I am not a jock. Even though I was on cross-country skis as soon as I could walk, even though I was a competitive swimmer for a decade, even though I was on three high school sports teams (XC, swimming, track), even though I’m a pseudo-pro triathlete, I’m still not a jock. I can only marvel at the fluidity of movement, the effortless mastery of sports, the raw physicality that define a jock. Sticks, bats and skates become extensions of their limbs, physical awkwardness is a foreign concept and hand-eye coordination comes as naturally as breathing.
Are you a jock? If you need to ponder this question the answer is almost certainly no. Still not sure? Take this simple test: if someone suddenly throws a ball at you, your reaction is:
My dad once referred to my ineptitude at catching and throwing as his greatest failure as a father. One baseball game in grade 9 gym class will forever be seared into my memory. I had buried myself deep in the outfield where I hoped to be safe from any action. The bases were loaded when someone hit a fly ball. The ball described a lazy arc high above the field. I watched in disbelief, then with growing fear, as the ball homed in on my position. Rather than attempting a catch—bound to be an embarrassing and dangerous failure—I did the only sensible thing and stepped to the side letting the ball fall to the ground. This delay cost my team the game. I noticed the gym teacher shaking his head taking notes on his clipboard.
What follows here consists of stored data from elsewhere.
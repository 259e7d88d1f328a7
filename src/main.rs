use std::path::PathBuf;
use std::process::ExitCode;
use std::time::Duration;

use anyhow::Context;
use clap::{Parser, Subcommand};
use secrecy::{ExposeSecret, SecretString};
use tracing_subscriber::EnvFilter;

use jarvis::agent::{OllamaAgent, Responder};
use jarvis::tools::ToolRegistry;
use jarvis::voice::{
    AudioCapture, AudioPlayback, MicrophoneDevice, SpeechToText, SttProvider, TextToSpeech,
    TtsProvider, VoiceSpeaker, calculate_energy, input_device_names,
};
use jarvis::{Assistant, Config, Shutdown};

/// Jarvis - wake-word voice assistant backed by a local language model
#[derive(Parser)]
#[command(name = "jarvis", version, about)]
struct Cli {
    /// Config file (defaults to jarvis.toml in the user config directory)
    #[arg(short, long, env = "JARVIS_CONFIG")]
    config: Option<PathBuf>,

    /// Increase verbosity (-v, -vv, -vvv)
    #[arg(short, long, action = clap::ArgAction::Count)]
    verbose: u8,

    #[command(subcommand)]
    command: Option<Command>,
}

#[derive(Subcommand)]
enum Command {
    /// Test microphone input
    TestMic {
        /// Duration in seconds
        #[arg(short, long, default_value = "5")]
        duration: u64,
    },
    /// Test speaker output
    TestSpeaker,
    /// Test TTS output
    TestTts {
        /// Text to speak
        #[arg(default_value = "Hello! This is a test of the text to speech system.")]
        text: String,
    },
    /// Send one command to the agent and print the reply
    Ask {
        /// Command text
        text: String,
    },
    /// List audio input devices
    ListDevices,
}

#[tokio::main]
async fn main() -> ExitCode {
    dotenvy::dotenv().ok();
    let cli = Cli::parse();

    let filter = match cli.verbose {
        0 => "info",
        1 => "info,jarvis=debug",
        2 => "debug",
        _ => "trace",
    };

    tracing_subscriber::fmt()
        .with_env_filter(EnvFilter::try_from_default_env().unwrap_or_else(|_| EnvFilter::new(filter)))
        .init();

    match run(cli).await {
        Ok(()) => ExitCode::SUCCESS,
        Err(e) => {
            tracing::error!("fatal: {e:#}");
            ExitCode::FAILURE
        }
    }
}

#[allow(clippy::future_not_send)]
async fn run(cli: Cli) -> anyhow::Result<()> {
    let load_config = || {
        let config = Config::load(cli.config.as_deref()).context("failed to load configuration")?;
        tracing::debug!(?config, "loaded configuration");
        anyhow::Ok(config)
    };

    match cli.command {
        Some(Command::TestMic { duration }) => return test_mic(duration).await,
        Some(Command::TestSpeaker) => return test_speaker().await,
        Some(Command::ListDevices) => return list_devices(),
        Some(Command::TestTts { text }) => return test_tts(&load_config()?, &text).await,
        Some(Command::Ask { text }) => return ask(&load_config()?, &text).await,
        None => {}
    }

    let config = load_config()?;

    let transcriber = build_stt(&config)?;
    let speaker = VoiceSpeaker::new(build_tts(&config)?, AudioPlayback::new()?, config.tts.pause);
    let agent = build_agent(&config)?;

    let shutdown = Shutdown::new();
    let _signals = shutdown.listen_for_signals()?;

    let mut assistant = Assistant::new(Box::new(transcriber), Box::new(agent), Box::new(speaker))
        .with_config(&config.assistant, &config.capture);
    let microphone =
        MicrophoneDevice::new(config.capture.mic_index, config.capture.phrase_time_limit);

    tracing::info!(
        wake_word = %config.assistant.wake_word,
        model = %config.agent.model,
        "jarvis ready"
    );

    assistant.run(&microphone, &shutdown).await?;
    Ok(())
}

fn require_key(key: Option<&SecretString>, name: &str) -> anyhow::Result<SecretString> {
    key.map(|k| SecretString::from(k.expose_secret().to_owned()))
        .with_context(|| format!("{name} is not set"))
}

fn build_stt(config: &Config) -> anyhow::Result<SpeechToText> {
    let key = match config.stt.provider {
        SttProvider::Whisper => require_key(config.api_keys.openai.as_ref(), "OPENAI_API_KEY")?,
        SttProvider::Deepgram => {
            require_key(config.api_keys.deepgram.as_ref(), "DEEPGRAM_API_KEY")?
        }
    };

    let stt = SpeechToText::new(config.stt.provider, key, config.stt.model.clone())?;
    Ok(match &config.stt.base_url {
        Some(url) => stt.with_base_url(url),
        None => stt,
    })
}

fn build_tts(config: &Config) -> anyhow::Result<TextToSpeech> {
    let tts = match config.tts.provider {
        TtsProvider::OpenAI => TextToSpeech::new_openai_with_model(
            require_key(config.api_keys.openai.as_ref(), "OPENAI_API_KEY")?,
            config.tts.voice.clone(),
            config.tts.speed,
            config.tts.model.clone(),
        )?,
        TtsProvider::ElevenLabs => TextToSpeech::new_elevenlabs_with_model(
            require_key(config.api_keys.elevenlabs.as_ref(), "ELEVENLABS_API_KEY")?,
            config.tts.voice.clone(),
            config.tts.model.clone(),
        )?,
    };

    Ok(match &config.tts.base_url {
        Some(url) => tts.with_base_url(url),
        None => tts,
    })
}

fn build_agent(config: &Config) -> anyhow::Result<OllamaAgent> {
    let agent = OllamaAgent::new(
        &config.agent.url,
        &config.agent.model,
        &config.agent.system_prompt,
        ToolRegistry::with_defaults(),
    )?
    .with_think(config.agent.think)
    .with_max_iterations(config.agent.max_iterations);
    Ok(agent)
}

/// Send one command to the agent
async fn ask(config: &Config, text: &str) -> anyhow::Result<()> {
    let agent = build_agent(config)?;
    let reply = agent.respond(text).await?;
    println!("{}: {reply}", config.assistant.name);
    Ok(())
}

/// List input devices with their indices
fn list_devices() -> anyhow::Result<()> {
    let names = input_device_names()?;
    if names.is_empty() {
        println!("No input devices found");
    }
    for (index, name) in names.iter().enumerate() {
        println!("[{index}] {name}");
    }
    println!("\nSet JARVIS_MIC_INDEX to pick a device");
    Ok(())
}

/// Test microphone input
#[allow(clippy::future_not_send)]
async fn test_mic(duration: u64) -> anyhow::Result<()> {
    println!("Testing microphone for {duration} seconds...");
    println!("Speak into your microphone!\n");

    let mut capture = AudioCapture::new()?;
    capture.start()?;

    println!("Sample rate: {} Hz", capture.sample_rate());
    println!("---");

    for i in 0..duration {
        tokio::time::sleep(Duration::from_secs(1)).await;

        let samples = capture.take_buffer();
        let energy = calculate_energy(&samples);
        let peak = samples.iter().map(|s| s.abs()).fold(0.0f32, f32::max);

        #[allow(clippy::cast_possible_truncation, clippy::cast_sign_loss)]
        let meter_len = (energy * 100.0).min(50.0) as usize;
        let meter = "#".repeat(meter_len) + &" ".repeat(50 - meter_len);

        println!("[{:2}s] RMS: {energy:.4} | Peak: {peak:.4} | [{meter}]", i + 1);
    }

    capture.stop();

    println!("\n---");
    println!("If you saw movement in the meter, your mic is working!");
    println!("If RMS stayed near 0, check:");
    println!("  1. Is your mic plugged in?");
    println!("  2. Run: jarvis list-devices");
    println!("  3. Try another device with JARVIS_MIC_INDEX");

    Ok(())
}

/// Test speaker output with a sine wave
async fn test_speaker() -> anyhow::Result<()> {
    println!("Testing speaker output...");
    println!("You should hear a 440Hz tone for 2 seconds\n");

    let playback = AudioPlayback::new()?;

    let sample_rate = jarvis::voice::PLAYBACK_SAMPLE_RATE;
    let frequency = 440.0_f32;
    let num_samples = sample_rate as usize * 2;

    #[allow(clippy::cast_precision_loss)]
    let samples: Vec<f32> = (0..num_samples)
        .map(|i| {
            let t = i as f32 / sample_rate as f32;
            (2.0 * std::f32::consts::PI * frequency * t).sin() * 0.3
        })
        .collect();

    println!("Playing {} samples at {sample_rate} Hz...", samples.len());
    playback.play(samples).await?;

    println!("\n---");
    println!("If you heard the tone, your speakers are working!");

    Ok(())
}

/// Test the configured TTS provider
async fn test_tts(config: &Config, text: &str) -> anyhow::Result<()> {
    println!("Testing TTS with text: \"{text}\"\n");

    let tts = build_tts(config)?;

    println!("Synthesizing speech...");
    let mp3_data = tts.synthesize(text).await?;
    println!("Got {} bytes of audio data", mp3_data.len());

    println!("Playing audio...");
    AudioPlayback::new()?.play_mp3(&mp3_data).await?;

    println!("\n---");
    println!("If you heard the speech, TTS is working!");

    Ok(())
}
//! HTTP adapter integration tests
//!
//! Runs the agent, STT and TTS clients against in-process mock servers.

use std::sync::Arc;
use std::sync::atomic::{AtomicUsize, Ordering};

use axum::extract::State;
use axum::http::StatusCode;
use axum::routing::post;
use axum::{Json, Router};
use secrecy::SecretString;
use serde_json::{Value, json};
use tokio::net::TcpListener;

use jarvis::voice::{AudioSample, SAMPLE_RATE, SpeechToText, SttProvider, TextToSpeech, Transcriber};
use jarvis::{Error, OllamaAgent, Responder, ToolRegistry};

/// Serve `app` on an ephemeral port and return its base URL
async fn serve(app: Router) -> String {
    let listener = TcpListener::bind("127.0.0.1:0").await.unwrap();
    let addr = listener.local_addr().unwrap();
    tokio::spawn(async move {
        axum::serve(listener, app).await.unwrap();
    });
    format!("http://{addr}")
}

fn key() -> SecretString {
    SecretString::from("test-key".to_string())
}

fn phrase() -> AudioSample {
    AudioSample::new(vec![0.2; SAMPLE_RATE as usize / 4], SAMPLE_RATE)
}

#[derive(Clone, Default)]
struct Calls(Arc<AtomicUsize>);

async fn ollama_with_tool_round(State(calls): State<Calls>, Json(body): Json<Value>) -> Json<Value> {
    let n = calls.0.fetch_add(1, Ordering::SeqCst);
    assert_eq!(body["stream"], false);
    assert_eq!(body["think"], false);
    assert_eq!(body["tools"][0]["function"]["name"], "get_time");

    if n == 0 {
        assert_eq!(body["messages"][0]["role"], "system");
        assert_eq!(body["messages"][1]["content"], "what time is it");
        return Json(json!({
            "model": "qwen3:1.7b",
            "message": {
                "role": "assistant",
                "content": "",
                "tool_calls": [{"function": {"name": "get_time", "arguments": {}}}]
            },
            "done": true
        }));
    }

    let tool_reply = &body["messages"][3];
    assert_eq!(tool_reply["role"], "tool");
    assert_eq!(tool_reply["tool_name"], "get_time");
    assert!(!tool_reply["content"].as_str().unwrap().starts_with("Error"));

    Json(json!({
        "model": "qwen3:1.7b",
        "message": {
            "role": "assistant",
            "content": "<think>\nthe tool said so\n</think>\n\nIt is just past two, sir."
        },
        "done": true
    }))
}

#[tokio::test]
async fn test_agent_runs_tool_then_answers() {
    let calls = Calls::default();
    let app = Router::new()
        .route("/api/chat", post(ollama_with_tool_round))
        .with_state(calls.clone());
    let url = serve(app).await;

    let agent = OllamaAgent::new(&url, "qwen3:1.7b", "You are Jarvis.", ToolRegistry::with_defaults())
        .unwrap();
    let reply = agent.respond("what time is it").await.unwrap();

    assert_eq!(reply, "It is just past two, sir.");
    assert_eq!(calls.0.load(Ordering::SeqCst), 2);
}

async fn ollama_unknown_tool(State(calls): State<Calls>, Json(body): Json<Value>) -> Json<Value> {
    calls.0.fetch_add(1, Ordering::SeqCst);
    let last = body["messages"].as_array().unwrap().last().unwrap().clone();

    if last["role"] == "tool" {
        assert!(last["content"].as_str().unwrap().starts_with("Error:"));
        return Json(json!({"message": {"role": "assistant", "content": "I can't do that."}}));
    }

    Json(json!({
        "message": {
            "role": "assistant",
            "content": "",
            "tool_calls": [{"function": {"name": "open_pod_bay_doors", "arguments": {}}}]
        }
    }))
}

#[tokio::test]
async fn test_agent_reports_tool_errors_to_model() {
    let calls = Calls::default();
    let app = Router::new()
        .route("/api/chat", post(ollama_unknown_tool))
        .with_state(calls.clone());
    let url = serve(app).await;

    let agent = OllamaAgent::new(&url, "qwen3:1.7b", "", ToolRegistry::with_defaults()).unwrap();

    assert_eq!(agent.respond("open the doors").await.unwrap(), "I can't do that.");
    assert_eq!(calls.0.load(Ordering::SeqCst), 2);
}

async fn ollama_tool_forever() -> Json<Value> {
    Json(json!({
        "message": {
            "role": "assistant",
            "content": "",
            "tool_calls": [{"function": {"name": "get_time", "arguments": {}}}]
        }
    }))
}

#[tokio::test]
async fn test_agent_gives_up_after_max_iterations() {
    let app = Router::new().route("/api/chat", post(ollama_tool_forever));
    let url = serve(app).await;

    let agent = OllamaAgent::new(&url, "qwen3:1.7b", "", ToolRegistry::with_defaults())
        .unwrap()
        .with_max_iterations(2);

    let result = agent.respond("loop").await;
    assert!(matches!(result, Err(Error::Agent(_))));
}

#[tokio::test]
async fn test_agent_surfaces_ollama_error() {
    let app = Router::new().route(
        "/api/chat",
        post(|| async {
            (
                StatusCode::NOT_FOUND,
                Json(json!({"error": "model 'qwen3:1.7b' not found"})),
            )
        }),
    );
    let url = serve(app).await;

    let agent = OllamaAgent::new(&url, "qwen3:1.7b", "", ToolRegistry::new()).unwrap();

    match agent.respond("hello").await {
        Err(Error::Agent(msg)) => assert!(msg.contains("not found"), "{msg}"),
        other => panic!("expected agent error, got {other:?}"),
    }
}

#[tokio::test]
async fn test_agent_rejects_empty_reply() {
    let app = Router::new().route(
        "/api/chat",
        post(|| async {
            Json(json!({"message": {"role": "assistant", "content": "<think>...</think>"}}))
        }),
    );
    let url = serve(app).await;

    let agent = OllamaAgent::new(&url, "qwen3:1.7b", "", ToolRegistry::new()).unwrap();
    assert!(matches!(agent.respond("hello").await, Err(Error::Agent(_))));
}

#[tokio::test]
async fn test_agent_unreachable() {
    let agent = OllamaAgent::new("http://127.0.0.1:9", "qwen3:1.7b", "", ToolRegistry::new())
        .unwrap();
    assert!(matches!(agent.respond("hello").await, Err(Error::Agent(_))));
}

#[tokio::test]
async fn test_whisper_transcribes() {
    let app = Router::new().route(
        "/audio/transcriptions",
        post(|| async { Json(json!({"text": "  What time is it?  "})) }),
    );
    let url = serve(app).await;

    let stt = SpeechToText::new(SttProvider::Whisper, key(), "whisper-1".to_string())
        .unwrap()
        .with_base_url(&url);

    let text = tokio_test::assert_ok!(stt.transcribe(&phrase()).await);
    assert_eq!(text, "What time is it?");
}

#[tokio::test]
async fn test_whisper_blank_transcript_is_unrecognized() {
    let app = Router::new().route(
        "/audio/transcriptions",
        post(|| async { Json(json!({"text": " ... "})) }),
    );
    let url = serve(app).await;

    let stt = SpeechToText::new(SttProvider::Whisper, key(), "whisper-1".to_string())
        .unwrap()
        .with_base_url(&url);

    assert!(matches!(stt.transcribe(&phrase()).await, Err(Error::Unrecognized)));
}

#[tokio::test]
async fn test_whisper_server_error_is_stt_failure() {
    let app = Router::new().route(
        "/audio/transcriptions",
        post(|| async { (StatusCode::INTERNAL_SERVER_ERROR, "overloaded") }),
    );
    let url = serve(app).await;

    let stt = SpeechToText::new(SttProvider::Whisper, key(), "whisper-1".to_string())
        .unwrap()
        .with_base_url(&url);

    let err = stt.transcribe(&phrase()).await.unwrap_err();
    assert!(matches!(err, Error::Stt(_)));
    assert!(!err.is_quiet());
}

#[tokio::test]
async fn test_deepgram_transcribes() {
    let app = Router::new().route(
        "/listen",
        post(|| async {
            Json(json!({
                "results": {
                    "channels": [{"alternatives": [{"transcript": "jarvis"}]}]
                }
            }))
        }),
    );
    let url = serve(app).await;

    let stt = SpeechToText::new(SttProvider::Deepgram, key(), "nova-2".to_string())
        .unwrap()
        .with_base_url(&url);

    assert_eq!(stt.transcribe(&phrase()).await.unwrap(), "jarvis");
}

#[tokio::test]
async fn test_openai_tts_returns_audio_bytes() {
    let app = Router::new().route(
        "/audio/speech",
        post(|Json(body): Json<Value>| async move {
            assert_eq!(body["input"], "Yes sir?");
            assert_eq!(body["voice"], "alloy");
            vec![0xFF_u8, 0xFB, 0x90, 0x00]
        }),
    );
    let url = serve(app).await;

    let tts = TextToSpeech::new_openai(key(), "alloy".to_string(), 1.0)
        .unwrap()
        .with_base_url(&url);

    assert_eq!(tts.synthesize("Yes sir?").await.unwrap(), vec![0xFF, 0xFB, 0x90, 0x00]);
}

#[tokio::test]
async fn test_tts_error_status() {
    let app = Router::new().route(
        "/audio/speech",
        post(|| async { (StatusCode::UNAUTHORIZED, "bad key") }),
    );
    let url = serve(app).await;

    let tts = TextToSpeech::new_openai(key(), "alloy".to_string(), 1.0)
        .unwrap()
        .with_base_url(&url);

    assert!(matches!(tts.synthesize("hello").await, Err(Error::Tts(_))));
}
Gym class was a perennial black mark on my otherwise immaculate report card. Although I did show a surprising aptitude for swing dancing during the brief unit. I even got to dance a number on stage at a school assembly. Another nail in the coffin of my jockhood.
In primary school, I was one of two boys in my class who did not play hockey—borderline heresy in smalltown Canada. This deviant behaviour aroused the suspicion of my peers. I tried to fit in. I faked my way through mini-stick hockey and touch football at recess. But even the fat kids got picked before me. I briefly wore a team baseball cap like the other boys until I failed to name a single player on the team when questioned.
I have trouble matching teams with their respective sports and home cities, let alone their players. Occasionally someone will ask if I saw “the Game” last night. “Um… yeah… that game…” This is often followed by a stream of gibberish about blue lines, tight ends and bottom innings. They might as well be speaking Quenya.
Jockdom is more than a subculture; it is an exclusive club to which endurance athletes need not apply. Endurance sports are the last stop for the rejects of mainstream jock-dominated sports: the uncoordinated, the socially-challenged, the oddly-proportioned, the slow. What lunatic would suffer through triathlons if he could kick ass at hockey? or chess boxing or toe wrestling or bog snorkelling? Endurance sports grant the non-jock masses what mainstream sports never could: a taste of athletic success.
You don’t even have to do well, you just have to finish. Unlike jock sports where success is measured in wins, standings, points, goals and touchdowns, simply completing an endurance event is considered an accomplishment in and of itself. With the rise of this “compete-to-complete” mentality, athletic mediocrities can engage in a kind of jock role-playing. All endurance athletes—from the overweight and undertrained to the elite—are playing out a latent fantasy of being a jock, a fantasy born of childhood envy of schoolyard jocks. But let’s not kid ourselves, we’ll never be jocks!